Kanser, dünyada ve ülkemizde sebebi bilinen ölümler arasında kalp ve
damar hastalıklarından sonra ikinci sırada yer alan önemli bir halk sağlığı
sorunudur. Aynı zamanda yüksek tedavi maliyetleri nedeniyle ülke ekonomilerinde
ve iş gücünde çok ağır kayıplara neden olabilmektedir. Oysa erken teşhis
edildiğinde tedavinin mümkün olduğu ve yaşam kalitesinin artırılabildiği kanser
türleri olduğu düşünülürse korunmanın önemi daha da artmaktadır. Teknolojinin
ve tıbbın ilerlemesi ile elde edilen sonuçların daha etkin kullanılması ve
halkı bilgilendirme/bilinçlendirme/farkındalık kazandırma çalışmalarına
yoğunluk verilmesi amacıyla düzenlenen “1- 7 Nisan Kanser Haftası”

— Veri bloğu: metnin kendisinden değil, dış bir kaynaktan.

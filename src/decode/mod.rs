//! Video decoding module
//!
//! The codec is driven through the [`Decoder`] trait: `parse` turns raw
//! elementary stream bytes into decodable units, `decode` turns a unit into
//! zero or more pictures, `convert` resamples a picture into a [`Frame`].
//! [`DecodeAdapter`] chains the three and keeps every failure local to the
//! unit or picture that caused it.

pub mod annexb;
pub mod convert;
pub mod h264;

pub use annexb::AnnexBParser;
pub use h264::FfmpegDecoder;

use std::sync::Arc;

use crate::error::Result;
use crate::types::{Frame, FrameFormat, Packet, Resolution, StatsCounters};

/// Trait for video decoders
pub trait Decoder {
    /// Decoded picture in the codec's native representation
    type Picture;

    /// Split stream bytes into decodable units, buffering incomplete ones
    fn parse(&mut self, data: &[u8]) -> Result<Vec<Packet>>;

    /// Emit units still buffered when the stream ends
    fn flush(&mut self) -> Result<Vec<Packet>> {
        Ok(Vec::new())
    }

    /// Decode one unit
    fn decode(&mut self, packet: &Packet) -> Result<Vec<Self::Picture>>;

    /// Resample a picture to the output size and pixel layout
    fn convert(
        &mut self,
        picture: &Self::Picture,
        target: Resolution,
        format: FrameFormat,
    ) -> Result<Frame>;
}

impl<D: Decoder + ?Sized> Decoder for Box<D> {
    type Picture = D::Picture;

    fn parse(&mut self, data: &[u8]) -> Result<Vec<Packet>> {
        (**self).parse(data)
    }

    fn flush(&mut self) -> Result<Vec<Packet>> {
        (**self).flush()
    }

    fn decode(&mut self, packet: &Packet) -> Result<Vec<Self::Picture>> {
        (**self).decode(packet)
    }

    fn convert(
        &mut self,
        picture: &Self::Picture,
        target: Resolution,
        format: FrameFormat,
    ) -> Result<Frame> {
        (**self).convert(picture, target, format)
    }
}

/// Drives a [`Decoder`] and never lets an error escape
pub struct DecodeAdapter<D: Decoder> {
    decoder: D,
    target: Resolution,
    format: FrameFormat,
    stats: Arc<StatsCounters>,
    next_pts: i64,
}

impl<D: Decoder> DecodeAdapter<D> {
    pub fn new(decoder: D, target: Resolution, format: FrameFormat) -> Self {
        Self::with_stats(decoder, target, format, Arc::new(StatsCounters::default()))
    }

    pub fn with_stats(
        decoder: D,
        target: Resolution,
        format: FrameFormat,
        stats: Arc<StatsCounters>,
    ) -> Self {
        Self {
            decoder,
            target,
            format,
            stats,
            next_pts: 0,
        }
    }

    /// Decode everything `data` completes, in stream order
    ///
    /// Errors are logged and counted; the failing unit or picture is skipped
    /// and decoding continues with the next one.
    pub fn feed(&mut self, data: &[u8]) -> Vec<Frame> {
        match self.decoder.parse(data) {
            Ok(packets) => self.decode_packets(&packets),
            Err(e) => {
                tracing::debug!("Parse error, dropping {} bytes: {}", data.len(), e);
                self.count_error();
                Vec::new()
            }
        }
    }

    /// Decode the units the parser still holds once the stream has ended
    pub fn finish(&mut self) -> Vec<Frame> {
        match self.decoder.flush() {
            Ok(packets) => self.decode_packets(&packets),
            Err(e) => {
                tracing::debug!("Flush failed: {}", e);
                self.count_error();
                Vec::new()
            }
        }
    }

    fn decode_packets(&mut self, packets: &[Packet]) -> Vec<Frame> {
        let mut frames = Vec::new();
        StatsCounters::add(&self.stats.packets_parsed, packets.len() as u64);

        for packet in packets {
            let pictures = match self.decoder.decode(packet) {
                Ok(pictures) => pictures,
                Err(e) if e.is_recoverable() => {
                    tracing::debug!(
                        "Decode error on unit {} ({} bytes): {}",
                        packet.pts,
                        packet.size(),
                        e
                    );
                    self.count_error();
                    continue;
                }
                Err(e) => {
                    tracing::warn!("Decoder failed on unit {}: {}", packet.pts, e);
                    self.count_error();
                    continue;
                }
            };

            for picture in &pictures {
                match self.decoder.convert(picture, self.target, self.format) {
                    Ok(mut frame) => {
                        frame.pts = self.next_pts;
                        self.next_pts += 1;
                        StatsCounters::add(&self.stats.frames_decoded, 1);
                        frames.push(frame);
                    }
                    Err(e) => {
                        tracing::warn!("Frame conversion failed: {}", e);
                        self.count_error();
                    }
                }
            }
        }

        frames
    }

    /// Shared statistics counters
    pub fn stats(&self) -> &Arc<StatsCounters> {
        &self.stats
    }

    /// Access the wrapped decoder
    pub fn decoder(&self) -> &D {
        &self.decoder
    }

    fn count_error(&self) {
        StatsCounters::add(&self.stats.decode_errors, 1);
    }
}
//! Reader thread: pulls bytes from the session and feeds the decoder

use crate::decode::{DecodeAdapter, Decoder};
use crate::error::{Error, Result};
use crate::types::{FrameFormat, Resolution, StatsCounters};

use super::buffer::FrameBuffer;

use crossbeam_channel::{Receiver, RecvTimeoutError};
use std::io::{ErrorKind, Read};
use std::sync::atomic::{AtomicBool, Ordering};
use std::sync::Arc;
use std::thread::JoinHandle;
use std::time::Duration;

/// Bytes requested per read call
pub const CHUNK_SIZE: usize = 64 * 1024;

const THREAD_NAME: &str = "adbblitz-reader";

/// Collapses `\r\n` into `\n` across chunk boundaries
///
/// A trailing `\r` is held back until the next chunk shows whether it starts
/// with `\n`.
#[derive(Debug, Default)]
pub struct CrlfNormalizer {
    pending_cr: bool,
}

impl CrlfNormalizer {
    pub fn new() -> Self {
        Self::default()
    }

    /// Append the normalized form of `input` to `out`
    pub fn push(&mut self, input: &[u8], out: &mut Vec<u8>) {
        if input.is_empty() {
            return;
        }
        if std::mem::take(&mut self.pending_cr) && input[0] != b'\n' {
            out.push(b'\r');
        }

        let mut bytes = input.iter().copied().peekable();

        while let Some(b) = bytes.next() {
            if b == b'\r' {
                match bytes.peek() {
                    Some(b'\n') => continue,
                    Some(_) => out.push(b),
                    None => self.pending_cr = true,
                }
            } else {
                out.push(b);
            }
        }
    }

    /// Release a held-back `\r` at end of stream
    pub fn finish(&mut self, out: &mut Vec<u8>) {
        if std::mem::take(&mut self.pending_cr) {
            out.push(b'\r');
        }
    }
}

/// One-shot flag telling the reader to stop pushing frames
#[derive(Debug, Clone, Default)]
pub struct CancelToken(Arc<AtomicBool>);

impl CancelToken {
    pub fn new() -> Self {
        Self::default()
    }

    pub fn cancel(&self) {
        self.0.store(true, Ordering::SeqCst);
    }

    pub fn is_cancelled(&self) -> bool {
        self.0.load(Ordering::SeqCst)
    }
}

/// Bytes collected since the last decode attempt
#[derive(Debug, Default)]
pub struct Accumulator {
    data: Vec<u8>,
}

impl Accumulator {
    pub fn new() -> Self {
        Self {
            data: Vec::with_capacity(CHUNK_SIZE),
        }
    }

    pub fn extend(&mut self, bytes: &[u8]) {
        self.data.extend_from_slice(bytes);
    }

    /// Raw access for the CRLF normalizer
    fn buffer_mut(&mut self) -> &mut Vec<u8> {
        &mut self.data
    }

    pub fn as_slice(&self) -> &[u8] {
        &self.data
    }

    pub fn len(&self) -> usize {
        self.data.len()
    }

    pub fn is_empty(&self) -> bool {
        self.data.is_empty()
    }

    pub fn clear(&mut self) {
        self.data.clear();
    }
}

/// Reader thread settings
#[derive(Debug, Clone, Copy)]
pub struct ReaderOptions {
    /// Output frame size
    pub target: Resolution,
    /// Output pixel layout
    pub format: FrameFormat,
    /// Collapse `\r\n` pairs the Windows adb client introduces
    pub normalize_crlf: bool,
}

impl ReaderOptions {
    pub fn new(target: Resolution, format: FrameFormat) -> Self {
        Self {
            target,
            format,
            normalize_crlf: cfg!(windows),
        }
    }

    pub fn with_crlf_normalization(mut self, enabled: bool) -> Self {
        self.normalize_crlf = enabled;
        self
    }
}

/// Controller side of a running reader thread
#[derive(Debug)]
pub struct ReaderHandle {
    thread: JoinHandle<()>,
    cancel: CancelToken,
    exited: Receiver<()>,
}

impl ReaderHandle {
    pub fn cancel_token(&self) -> &CancelToken {
        &self.cancel
    }

    /// Stop the reader from pushing any further frames
    pub fn cancel(&self) {
        self.cancel.cancel();
    }

    /// Wait up to `timeout` for the thread to announce its exit
    pub fn wait_exit(&self, timeout: Duration) -> bool {
        match self.exited.recv_timeout(timeout) {
            Ok(()) | Err(RecvTimeoutError::Disconnected) => true,
            Err(RecvTimeoutError::Timeout) => false,
        }
    }

    /// Join if the thread exits within `timeout`, otherwise detach it
    ///
    /// Returns `true` when the thread was joined.
    pub fn join_or_detach(self, timeout: Duration) -> bool {
        if !self.wait_exit(timeout) {
            tracing::warn!("Reader thread still blocked after teardown, detaching it");
            return false;
        }
        if self.thread.join().is_err() {
            tracing::error!("Reader thread panicked");
        }
        true
    }
}

/// Spawner for the reader thread
pub struct StreamReader;

impl StreamReader {
    /// Start reading `stdout` on a dedicated thread
    ///
    /// The decoder is built by `factory` on the reader thread itself.
    pub fn spawn<R, D, F>(
        stdout: R,
        factory: F,
        buffer: Arc<FrameBuffer>,
        stats: Arc<StatsCounters>,
        options: ReaderOptions,
    ) -> Result<ReaderHandle>
    where
        R: Read + Send + 'static,
        D: Decoder + 'static,
        F: FnOnce() -> Result<D> + Send + 'static,
    {
        let cancel = CancelToken::new();
        let (exit_tx, exited) = crossbeam_channel::bounded(1);

        let token = cancel.clone();
        let thread = std::thread::Builder::new()
            .name(THREAD_NAME.into())
            .spawn(move || {
                run(stdout, factory, &buffer, stats, options, &token);
                let _ = exit_tx.send(());
            })
            .map_err(|e| Error::Thread(format!("Failed to spawn reader thread: {}", e)))?;

        Ok(ReaderHandle {
            thread,
            cancel,
            exited,
        })
    }
}

fn run<R, D, F>(
    mut stdout: R,
    factory: F,
    buffer: &FrameBuffer,
    stats: Arc<StatsCounters>,
    options: ReaderOptions,
    cancel: &CancelToken,
) where
    R: Read,
    D: Decoder,
    F: FnOnce() -> Result<D>,
{
    let decoder = match factory() {
        Ok(decoder) => decoder,
        Err(e) => {
            tracing::error!("Failed to create decoder: {}", e);
            return;
        }
    };
    let mut adapter = DecodeAdapter::with_stats(decoder, options.target, options.format, Arc::clone(&stats));
    let mut normalizer = options.normalize_crlf.then(CrlfNormalizer::new);
    let mut accumulator = Accumulator::new();
    let mut chunk = vec![0u8; CHUNK_SIZE];

    tracing::debug!("Reader thread started");

    loop {
        let n = match stdout.read(&mut chunk) {
            Ok(0) => {
                tracing::info!("Recording stream ended");
                break;
            }
            Ok(n) => n,
            Err(e) if e.kind() == ErrorKind::Interrupted => continue,
            Err(e) => {
                if !cancel.is_cancelled() {
                    tracing::error!("Failed to read recording stream: {}", e);
                }
                break;
            }
        };
        if cancel.is_cancelled() {
            break;
        }

        StatsCounters::add(&stats.bytes_read, n as u64);
        StatsCounters::add(&stats.chunks_read, 1);

        match normalizer.as_mut() {
            Some(normalizer) => normalizer.push(&chunk[..n], accumulator.buffer_mut()),
            None => accumulator.extend(&chunk[..n]),
        }

        for frame in adapter.feed(accumulator.as_slice()) {
            buffer.push(frame);
        }
        accumulator.clear();
    }

    if !cancel.is_cancelled() {
        if let Some(normalizer) = normalizer.as_mut() {
            normalizer.finish(accumulator.buffer_mut());
            if !accumulator.is_empty() {
                for frame in adapter.feed(accumulator.as_slice()) {
                    buffer.push(frame);
                }
            }
        }
        // The last access unit has no successor to close it
        for frame in adapter.finish() {
            buffer.push(frame);
        }
    }

    tracing::debug!(
        "Reader thread exiting after {} frames",
        stats.snapshot().frames_decoded
    );
}

#[cfg(test)]
mod tests {
    use super::*;
    use crate::decode::testing::ByteDecoder;
    use std::io::Cursor;

    fn normalize(chunks: &[&[u8]]) -> Vec<u8> {
        let mut normalizer = CrlfNormalizer::new();
        let mut out = Vec::new();
        for chunk in chunks {
            normalizer.push(chunk, &mut out);
        }
        normalizer.finish(&mut out);
        out
    }

    #[test]
    fn test_crlf_collapsed() {
        assert_eq!(normalize(&[b"a\r\nb\r\n"]), b"a\nb\n");
        assert_eq!(normalize(&[b"\r\r\n"]), b"\r\n");
        assert_eq!(normalize(&[b"a\rb"]), b"a\rb");
    }

    #[test]
    fn test_crlf_split_across_chunks() {
        assert_eq!(normalize(&[b"a\r", b"\nb"]), b"a\nb");
        assert_eq!(normalize(&[b"a\r", b"b"]), b"a\rb");
        assert_eq!(normalize(&[b"a\r", b"", b"\n"]), b"a\n");
        assert_eq!(normalize(&[b"a\r"]), b"a\r");
    }

    #[test]
    fn test_cancel_token_is_shared() {
        let token = CancelToken::new();
        let clone = token.clone();
        assert!(!clone.is_cancelled());
        token.cancel();
        token.cancel();
        assert!(clone.is_cancelled());
    }

    #[test]
    fn test_accumulator() {
        let mut acc = Accumulator::new();
        assert!(acc.is_empty());
        acc.extend(b"ab");
        acc.extend(b"c");
        assert_eq!(acc.as_slice(), b"abc");
        assert_eq!(acc.len(), 3);
        acc.clear();
        assert!(acc.is_empty());
    }

    fn run_reader(input: Vec<u8>, options: ReaderOptions) -> (Arc<FrameBuffer>, Arc<StatsCounters>) {
        run_reader_with(input, options, ByteDecoder::default)
    }

    fn run_reader_with(
        input: Vec<u8>,
        options: ReaderOptions,
        make: fn() -> ByteDecoder,
    ) -> (Arc<FrameBuffer>, Arc<StatsCounters>) {
        let buffer = Arc::new(FrameBuffer::new(8));
        let stats = Arc::new(StatsCounters::default());
        let handle = StreamReader::spawn(
            Cursor::new(input),
            move || Ok(make()),
            Arc::clone(&buffer),
            Arc::clone(&stats),
            options,
        )
        .unwrap();
        assert!(handle.join_or_detach(Duration::from_secs(5)));
        (buffer, stats)
    }

    #[test]
    fn test_reader_pushes_frames_in_order() {
        let options = ReaderOptions::new(Resolution::new(2, 2), FrameFormat::Bgr24)
            .with_crlf_normalization(false);
        let (buffer, stats) = run_reader(vec![1, 2, 0xEE, 3], options);

        let tags: Vec<u8> = buffer.snapshot().iter().map(|f| f.data[0]).collect();
        assert_eq!(tags, vec![1, 2, 3]);
        assert_eq!(buffer.frame_count(), 3);

        let stats = stats.snapshot();
        assert_eq!(stats.bytes_read, 4);
        assert_eq!(stats.chunks_read, 1);
        assert_eq!(stats.decode_errors, 1);
    }

    #[test]
    fn test_reader_normalizes_crlf() {
        let options = ReaderOptions::new(Resolution::new(1, 1), FrameFormat::Rgb24)
            .with_crlf_normalization(true);
        let (buffer, _) = run_reader(vec![7, b'\r', b'\n', 8], options);

        let tags: Vec<u8> = buffer.snapshot().iter().map(|f| f.data[0]).collect();
        assert_eq!(tags, vec![7, b'\n', 8]);
    }

    #[test]
    fn test_reader_flushes_trailing_cr() {
        let options = ReaderOptions::new(Resolution::new(1, 1), FrameFormat::Rgb24)
            .with_crlf_normalization(true);
        let (buffer, _) = run_reader(vec![5, b'\r'], options);

        let tags: Vec<u8> = buffer.snapshot().iter().map(|f| f.data[0]).collect();
        assert_eq!(tags, vec![5, b'\r']);
    }

    #[test]
    fn test_reader_flushes_last_unit_at_eof() {
        let options = ReaderOptions::new(Resolution::new(1, 1), FrameFormat::Bgr24)
            .with_crlf_normalization(false);
        let (buffer, stats) = run_reader_with(vec![4, 5, 6], options, ByteDecoder::holding_last);

        let tags: Vec<u8> = buffer.snapshot().iter().map(|f| f.data[0]).collect();
        assert_eq!(tags, vec![4, 5, 6]);
        assert_eq!(stats.snapshot().frames_decoded, 3);
    }

    #[test]
    fn test_factory_failure_ends_thread() {
        let buffer = Arc::new(FrameBuffer::new(2));
        let handle = StreamReader::spawn(
            Cursor::new(vec![1, 2, 3]),
            || -> Result<ByteDecoder> { Err(Error::CodecNotSupported("none".into())) },
            Arc::clone(&buffer),
            Arc::new(StatsCounters::default()),
            ReaderOptions::new(Resolution::new(1, 1), FrameFormat::Bgr24),
        )
        .unwrap();
        assert!(handle.join_or_detach(Duration::from_secs(5)));
        assert!(buffer.is_empty());
    }

    #[test]
    fn test_cancelled_reader_pushes_nothing() {
        struct Gate(Option<crossbeam_channel::Receiver<()>>, Cursor<Vec<u8>>);
        impl Read for Gate {
            fn read(&mut self, buf: &mut [u8]) -> std::io::Result<usize> {
                if let Some(gate) = self.0.take() {
                    let _ = gate.recv();
                }
                self.1.read(buf)
            }
        }

        let (open, gate) = crossbeam_channel::bounded(1);
        let buffer = Arc::new(FrameBuffer::new(2));
        let handle = StreamReader::spawn(
            Gate(Some(gate), Cursor::new(vec![1, 2, 3])),
            || Ok(ByteDecoder::default()),
            Arc::clone(&buffer),
            Arc::new(StatsCounters::default()),
            ReaderOptions::new(Resolution::new(1, 1), FrameFormat::Bgr24),
        )
        .unwrap();

        handle.cancel();
        assert!(handle.cancel_token().is_cancelled());
        open.send(()).unwrap();
        assert!(handle.join_or_detach(Duration::from_secs(5)));
        assert!(buffer.is_empty());
    }
}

etkinlikleri, kanser mücadelesinde oldukça önemli bir yer tutmaktadır. Kanser
beraberinde getirdiği sağlık sorunlarının yanı sıra, maddi ve manevi yönden
uzun süreli mücadele gerektiren bir hastalıktır. Dünya Sağlık Örgütü’nün 2020
yılı verilerine göre; ilgili yılda küresel bazda 19.2 milyon yeni kanser vakası
tespit edilmişken, hastalığa bağlı 9.9 milyon ölüm gerçekleşmiştir. Dünya
genelinde 75 yaşına kadar her 5 kişiden 1 kişinin kansere yakalanacağı ve her
10 kişiden 1’inin ise kanser nedeniyle hayatını kaybedeceği tahmin
edilmektedir. Dünyada ve ülkemizde ilk sıralarda yer alan kanser türleri
akciğer, meme ve kolorektal kanserler olarak benzerlik göstermektedir. Yine gelecek
yıllarda dünya nüfusunun artması, yaşlanması ve kansere yol açabilecek risk
faktörlerine daha çok ve daha uzun süre maruz kalması ile birlikte gerek tanı
konacak kanser olgu sayısının gerekse bahsi geçen hastalığa bağlı ekonomik,
sosyolojik ve psikolojik yükün artması beklenmektedir. %90 çevresel, %10
oranında ise genetik faktörlere bağlı olarak gelişmekte olan kanserlerin,
çevresel faktörler arasında yer alan; tütün kullanımı, alkol tüketimi, fazla
kilolu ve/veya obez olma ve enfeksiyonlara maruziyetin engellenmesi yolu ile
günümüzde %30-%50 oranında önlenebileceği bilinmektedir. Özellikle ortaya
çıkışının önlenebildiği, taramalarla ölümün engellenebildiği ve erken teşhis
edildiğinde tedavinin yaşam kalitesine çok şey katabildiği kanser türleri göz
önüne alınırsa korunmanın önemi daha da artmaktadır.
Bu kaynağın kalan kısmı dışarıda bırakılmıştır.